(EXERCISE INPUT Opens)

/// Bath logs

use chrono::{DateTime, Utc};
use serde::{Deserialize, Serialize};
use sqlx::PgPool;
use uuid::Uuid;

use super::activity_log::{ActivityKind, ActivityLog};

#[derive(Debug, Clone, Serialize, Deserialize, sqlx::FromRow)]
pub struct BathLog {
    pub id: Uuid,
    pub family_id: Uuid,
    pub baby_id: Uuid,
    pub caretaker_id: Option<Uuid>,
    pub time: DateTime<Utc>,
    pub soap_used: bool,
    pub shampoo_used: bool,
    pub notes: Option<String>,
    pub created_at: DateTime<Utc>,
    pub updated_at: DateTime<Utc>,
    #[serde(skip_serializing_if = "Option::is_none")]
    pub deleted_at: Option<DateTime<Utc>>,
}

impl ActivityLog for BathLog {
    const KIND: ActivityKind = ActivityKind::Bath;
    const TABLE: &'static str = "bath_logs";
    const TIME_COLUMN: &'static str = "time";

    fn id(&self) -> Uuid {
        self.id
    }

    fn baby_id(&self) -> Uuid {
        self.baby_id
    }

    fn occurred_at(&self) -> DateTime<Utc> {
        self.time
    }
}

#[derive(Debug, Clone)]
pub struct BathLogInput {
    pub baby_id: Uuid,
    pub time: DateTime<Utc>,
    pub soap_used: bool,
    pub shampoo_used: bool,
    pub notes: Option<String>,
}

#[derive(Debug, Clone, Default)]
pub struct BathLogPatch {
    pub time: Option<DateTime<Utc>>,
    pub soap_used: Option<bool>,
    pub shampoo_used: Option<bool>,
    pub notes: Option<String>,
}

impl BathLogPatch {
    pub fn apply(self, current: &BathLog) -> BathLogInput {
        BathLogInput {
            baby_id: current.baby_id,
            time: self.time.unwrap_or(current.time),
            soap_used: self.soap_used.unwrap_or(current.soap_used),
            shampoo_used: self.shampoo_used.unwrap_or(current.shampoo_used),
            notes: self.notes.or_else(|| current.notes.clone()),
        }
    }
}

impl BathLog {
    pub async fn create(
        pool: &PgPool,
        family_id: Uuid,
        caretaker_id: Option<Uuid>,
        input: BathLogInput,
    ) -> Result<Self, sqlx::Error> {
        sqlx::query_as::<_, BathLog>(
            r#"
            INSERT INTO bath_logs
                (family_id, baby_id, caretaker_id, time, soap_used, shampoo_used, notes)
            VALUES ($1, $2, $3, $4, $5, $6, $7)
            RETURNING *
            "#,
        )
        .bind(family_id)
        .bind(input.baby_id)
        .bind(caretaker_id)
        .bind(input.time)
        .bind(input.soap_used)
        .bind(input.shampoo_used)
        .bind(input.notes)
        .fetch_one(pool)
        .await
    }

    pub async fn replace(
        pool: &PgPool,
        family_id: Uuid,
        id: Uuid,
        input: BathLogInput,
    ) -> Result<Option<Self>, sqlx::Error> {
        sqlx::query_as::<_, BathLog>(
            r#"
            UPDATE bath_logs
            SET time = $3, soap_used = $4, shampoo_used = $5, notes = $6, updated_at = NOW()
            WHERE id = $1 AND family_id = $2 AND deleted_at IS NULL
            RETURNING *
            "#,
        )
        .bind(id)
        .bind(family_id)
        .bind(input.time)
        .bind(input.soap_used)
        .bind(input.shampoo_used)
        .bind(input.notes)
        .fetch_optional(pool)
        .await
    }
}
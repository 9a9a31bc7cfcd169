/// Medicine catalogue kept per family
///
/// Medicine logs reference these rows; `dose_min_time` is the minimum
/// `HH:MM` spacing between two doses.

use chrono::{DateTime, Utc};
use serde::{Deserialize, Serialize};
use sqlx::PgPool;
use uuid::Uuid;

#[derive(Debug, Clone, Serialize, Deserialize, sqlx::FromRow)]
pub struct Medicine {
    pub id: Uuid,
    pub family_id: Uuid,
    pub name: String,
    pub typical_dose_size: Option<f64>,
    pub unit_abbr: Option<String>,
    pub dose_min_time: Option<String>,
    pub notes: Option<String>,
    pub active: bool,
    pub created_at: DateTime<Utc>,
    pub updated_at: DateTime<Utc>,
    #[serde(skip_serializing_if = "Option::is_none")]
    pub deleted_at: Option<DateTime<Utc>>,
}

#[derive(Debug, Clone)]
pub struct CreateMedicine {
    pub family_id: Uuid,
    pub name: String,
    pub typical_dose_size: Option<f64>,
    pub unit_abbr: Option<String>,
    pub dose_min_time: Option<String>,
    pub notes: Option<String>,
}

#[derive(Debug, Clone, Default)]
pub struct UpdateMedicine {
    pub name: Option<String>,
    pub typical_dose_size: Option<f64>,
    pub unit_abbr: Option<String>,
    pub dose_min_time: Option<String>,
    pub notes: Option<String>,
    pub active: Option<bool>,
}

impl Medicine {
    pub async fn create(pool: &PgPool, data: CreateMedicine) -> Result<Self, sqlx::Error> {
        sqlx::query_as::<_, Medicine>(
            r#"
            INSERT INTO medicines
                (family_id, name, typical_dose_size, unit_abbr, dose_min_time, notes)
            VALUES ($1, $2, $3, $4, $5, $6)
            RETURNING *
            "#,
        )
        .bind(data.family_id)
        .bind(data.name)
        .bind(data.typical_dose_size)
        .bind(data.unit_abbr)
        .bind(data.dose_min_time)
        .bind(data.notes)
        .fetch_one(pool)
        .await
    }

    pub async fn find_by_id(
        pool: &PgPool,
        family_id: Uuid,
        id: Uuid,
    ) -> Result<Option<Self>, sqlx::Error> {
        sqlx::query_as::<_, Medicine>(
            "SELECT * FROM medicines WHERE id = $1 AND family_id = $2 AND deleted_at IS NULL",
        )
        .bind(id)
        .bind(family_id)
        .fetch_optional(pool)
        .await
    }

    pub async fn list_by_family(
        pool: &PgPool,
        family_id: Uuid,
        active_only: bool,
    ) -> Result<Vec<Self>, sqlx::Error> {
        sqlx::query_as::<_, Medicine>(
            "SELECT * FROM medicines WHERE family_id = $1 AND deleted_at IS NULL \
             AND (NOT $2 OR active) ORDER BY name, id",
        )
        .bind(family_id)
        .bind(active_only)
        .fetch_all(pool)
        .await
    }

    pub async fn update(
        pool: &PgPool,
        family_id: Uuid,
        id: Uuid,
        data: UpdateMedicine,
    ) -> Result<Option<Self>, sqlx::Error> {
        let mut query = String::from("UPDATE medicines SET updated_at = NOW()");
        let mut bind_count = 2;

        if data.name.is_some() {
            bind_count += 1;
            query.push_str(&format!(", name = ${}", bind_count));
        }
        if data.typical_dose_size.is_some() {
            bind_count += 1;
            query.push_str(&format!(", typical_dose_size = ${}", bind_count));
        }
        if data.unit_abbr.is_some() {
            bind_count += 1;
            query.push_str(&format!(", unit_abbr = ${}", bind_count));
        }
        if data.dose_min_time.is_some() {
            bind_count += 1;
            query.push_str(&format!(", dose_min_time = ${}", bind_count));
        }
        if data.notes.is_some() {
            bind_count += 1;
            query.push_str(&format!(", notes = ${}", bind_count));
        }
        if data.active.is_some() {
            bind_count += 1;
            query.push_str(&format!(", active = ${}", bind_count));
        }

        query.push_str(" WHERE id = $1 AND family_id = $2 AND deleted_at IS NULL RETURNING *");

        let mut q = sqlx::query_as::<_, Medicine>(&query).bind(id).bind(family_id);

        if let Some(name) = data.name {
            q = q.bind(name);
        }
        if let Some(size) = data.typical_dose_size {
            q = q.bind(size);
        }
        if let Some(unit) = data.unit_abbr {
            q = q.bind(unit);
        }
        if let Some(min_time) = data.dose_min_time {
            q = q.bind(min_time);
        }
        if let Some(notes) = data.notes {
            q = q.bind(notes);
        }
        if let Some(active) = data.active {
            q = q.bind(active);
        }

        q.fetch_optional(pool).await
    }

    pub async fn soft_delete(
        pool: &PgPool,
        family_id: Uuid,
        id: Uuid,
    ) -> Result<bool, sqlx::Error> {
        let result = sqlx::query(
            "UPDATE medicines SET deleted_at = NOW(), active = FALSE, updated_at = NOW() \
             WHERE id = $1 AND family_id = $2 AND deleted_at IS NULL",
        )
        .bind(id)
        .bind(family_id)
        .execute(pool)
        .await?;

        Ok(result.rows_affected() > 0)
    }
}
/// Caretaker management
///
/// Any family member can list and read caretakers; only family admins can
/// create, change or remove them. The first caretaker of a family is always
/// an admin, and a family always keeps at least one active admin.

use crate::{
    app::AppState,
    error::{ApiError, ApiResult},
};
use axum::{
    extract::{Path, State},
    http::StatusCode,
    Extension, Json,
};
use babycontrol_shared::{
    auth::{
        authorization::{require_admin, require_family},
        middleware::AuthContext,
        password,
    },
    models::caretaker::{Caretaker, CaretakerRole, CreateCaretaker, UpdateCaretaker},
    validation,
};
use serde::Deserialize;
use tracing::info;
use uuid::Uuid;
use validator::Validate;

#[derive(Debug, Deserialize, Validate)]
pub struct CreateCaretakerRequest {
    #[validate(custom(function = "validation::validate_login_id"))]
    pub login_id: String,

    #[validate(length(min = 1, max = 100, message = "Name must be 1-100 characters"))]
    pub name: String,

    #[validate(length(max = 50, message = "Type must be at most 50 characters"))]
    pub caretaker_type: Option<String>,

    #[serde(default = "default_role")]
    pub role: CaretakerRole,

    #[validate(custom(function = "validation::validate_pin"))]
    pub security_pin: String,
}

fn default_role() -> CaretakerRole {
    CaretakerRole::User
}

#[derive(Debug, Deserialize, Validate)]
pub struct UpdateCaretakerRequest {
    #[validate(custom(function = "validation::validate_login_id"))]
    pub login_id: Option<String>,

    #[validate(length(min = 1, max = 100, message = "Name must be 1-100 characters"))]
    pub name: Option<String>,

    #[validate(length(max = 50, message = "Type must be at most 50 characters"))]
    pub caretaker_type: Option<String>,

    pub role: Option<CaretakerRole>,

    #[validate(custom(function = "validation::validate_pin"))]
    pub security_pin: Option<String>,

    pub inactive: Option<bool>,
}

const LAST_ADMIN: &str = "The family must keep at least one active admin";

pub async fn list(
    State(state): State<AppState>,
    Extension(auth): Extension<AuthContext>,
) -> ApiResult<Json<Vec<Caretaker>>> {
    let family_id = require_family(&auth)?;

    Ok(Json(Caretaker::list_by_family(&state.db, family_id).await?))
}

pub async fn get(
    State(state): State<AppState>,
    Extension(auth): Extension<AuthContext>,
    Path(id): Path<Uuid>,
) -> ApiResult<Json<Caretaker>> {
    let family_id = require_family(&auth)?;

    let caretaker = Caretaker::find_by_id(&state.db, family_id, id)
        .await?
        .ok_or_else(|| ApiError::NotFound("Caretaker not found".to_string()))?;

    Ok(Json(caretaker))
}

/// Role for a new caretaker
///
/// A family without an active admin caretaker gets one: family-PIN login
/// stops working once a caretaker exists, so someone must be able to manage
/// the family afterwards.
fn initial_role(requested: CaretakerRole, active_admins: i64) -> CaretakerRole {
    if active_admins == 0 {
        CaretakerRole::Admin
    } else {
        requested
    }
}

/// Adds a caretaker
///
/// The first caretaker is created as an admin whatever role was requested.
///
/// # Errors
///
/// - `403 Forbidden`: Caller is not a family admin
/// - `409 Conflict`: Login ID already used in this family
/// - `422 Unprocessable Entity`: Validation failed
pub async fn create(
    State(state): State<AppState>,
    Extension(auth): Extension<AuthContext>,
    Json(req): Json<CreateCaretakerRequest>,
) -> ApiResult<(StatusCode, Json<Caretaker>)> {
    let family_id = require_admin(&auth)?;
    req.validate()?;

    let active_admins = Caretaker::count_active_admins(&state.db, family_id).await?;

    let caretaker = Caretaker::create(
        &state.db,
        CreateCaretaker {
            family_id,
            login_id: req.login_id,
            name: req.name,
            caretaker_type: req.caretaker_type,
            role: initial_role(req.role, active_admins),
            security_pin_hash: password::hash_password(&req.security_pin)?,
        },
    )
    .await?;

    info!(
        family_id = %family_id,
        caretaker_id = %caretaker.id,
        role = caretaker.role.as_str(),
        "Caretaker created"
    );

    Ok((StatusCode::CREATED, Json(caretaker)))
}

/// Updates a caretaker
///
/// # Errors
///
/// - `404 Not Found`: No such caretaker in this family
/// - `409 Conflict`: Login ID taken, or this would remove the last active admin
pub async fn update(
    State(state): State<AppState>,
    Extension(auth): Extension<AuthContext>,
    Path(id): Path<Uuid>,
    Json(req): Json<UpdateCaretakerRequest>,
) -> ApiResult<Json<Caretaker>> {
    let family_id = require_admin(&auth)?;
    req.validate()?;

    let current = Caretaker::find_by_id(&state.db, family_id, id)
        .await?
        .ok_or_else(|| ApiError::NotFound("Caretaker not found".to_string()))?;

    let security_pin_hash = req
        .security_pin
        .as_deref()
        .map(password::hash_password)
        .transpose()?;

    let data = UpdateCaretaker {
        login_id: req.login_id,
        name: req.name,
        caretaker_type: req.caretaker_type,
        role: req.role,
        security_pin_hash,
        inactive: req.inactive,
    };

    if data.removes_admin(&current)
        && Caretaker::count_active_admins(&state.db, family_id).await? <= 1
    {
        return Err(ApiError::Conflict(LAST_ADMIN.to_string()));
    }

    let caretaker = Caretaker::update(&state.db, family_id, id, data)
        .await?
        .ok_or_else(|| ApiError::NotFound("Caretaker not found".to_string()))?;

    Ok(Json(caretaker))
}

/// Soft-deletes a caretaker
pub async fn delete(
    State(state): State<AppState>,
    Extension(auth): Extension<AuthContext>,
    Path(id): Path<Uuid>,
) -> ApiResult<StatusCode> {
    let family_id = require_admin(&auth)?;

    let current = Caretaker::find_by_id(&state.db, family_id, id)
        .await?
        .ok_or_else(|| ApiError::NotFound("Caretaker not found".to_string()))?;

    if current.is_active_admin()
        && Caretaker::count_active_admins(&state.db, family_id).await? <= 1
    {
        return Err(ApiError::Conflict(LAST_ADMIN.to_string()));
    }

    if !Caretaker::soft_delete(&state.db, family_id, id).await? {
        return Err(ApiError::NotFound("Caretaker not found".to_string()));
    }

    info!(family_id = %family_id, caretaker_id = %id, "Caretaker deleted");

    Ok(StatusCode::NO_CONTENT)
}

#[cfg(test)]
mod tests {
    use super::*;

    #[test]
    fn test_role_defaults_to_user() {
        let req: CreateCaretakerRequest = serde_json::from_value(serde_json::json!({
            "login_id": "02",
            "name": "Grandma",
            "security_pin": "4321"
        }))
        .unwrap();

        assert_eq!(req.role, CaretakerRole::User);
        assert!(req.validate().is_ok());
    }

    #[test]
    fn test_first_caretaker_is_admin() {
        assert_eq!(initial_role(CaretakerRole::User, 0), CaretakerRole::Admin);
        assert_eq!(initial_role(CaretakerRole::User, 1), CaretakerRole::User);
        assert_eq!(initial_role(CaretakerRole::Admin, 2), CaretakerRole::Admin);
    }

    #[test]
    fn test_login_id_rules() {
        for bad in ["00", "1", "ab", "123"] {
            let req = UpdateCaretakerRequest {
                login_id: Some(bad.to_string()),
                name: None,
                caretaker_type: None,
                role: None,
                security_pin: None,
                inactive: None,
            };
            assert!(req.validate().is_err(), "{} should be rejected", bad);
        }
    }
}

(EXERCISE INPUT Closes)

**PROBLEM DETAILS:** Print, exactly as written, the first line of the records above and each line after it until the line with "const KIND: ActivityKind", which is printed too.

**SOLUTION TO THIS EXERCISE:**
/// Bath logs

use chrono::{DateTime, Utc};
use serde::{Deserialize, Serialize};
use sqlx::PgPool;
use uuid::Uuid;

use super::activity_log::{ActivityKind, ActivityLog};

#[derive(Debug, Clone, Serialize, Deserialize, sqlx::FromRow)]
pub struct BathLog {
    pub id: Uuid,
    pub family_id: Uuid,
    pub baby_id: Uuid,
    pub caretaker_id: Option<Uuid>,
    pub time: DateTime<Utc>,
    pub soap_used: bool,
    pub shampoo_used: bool,
    pub notes: Option<String>,
    pub created_at: DateTime<Utc>,
    pub updated_at: DateTime<Utc>,
    #[serde(skip_serializing_if = "Option::is_none")]
    pub deleted_at: Option<DateTime<Utc>>,
}

impl ActivityLog for BathLog {
    const KIND: ActivityKind = ActivityKind::Bath;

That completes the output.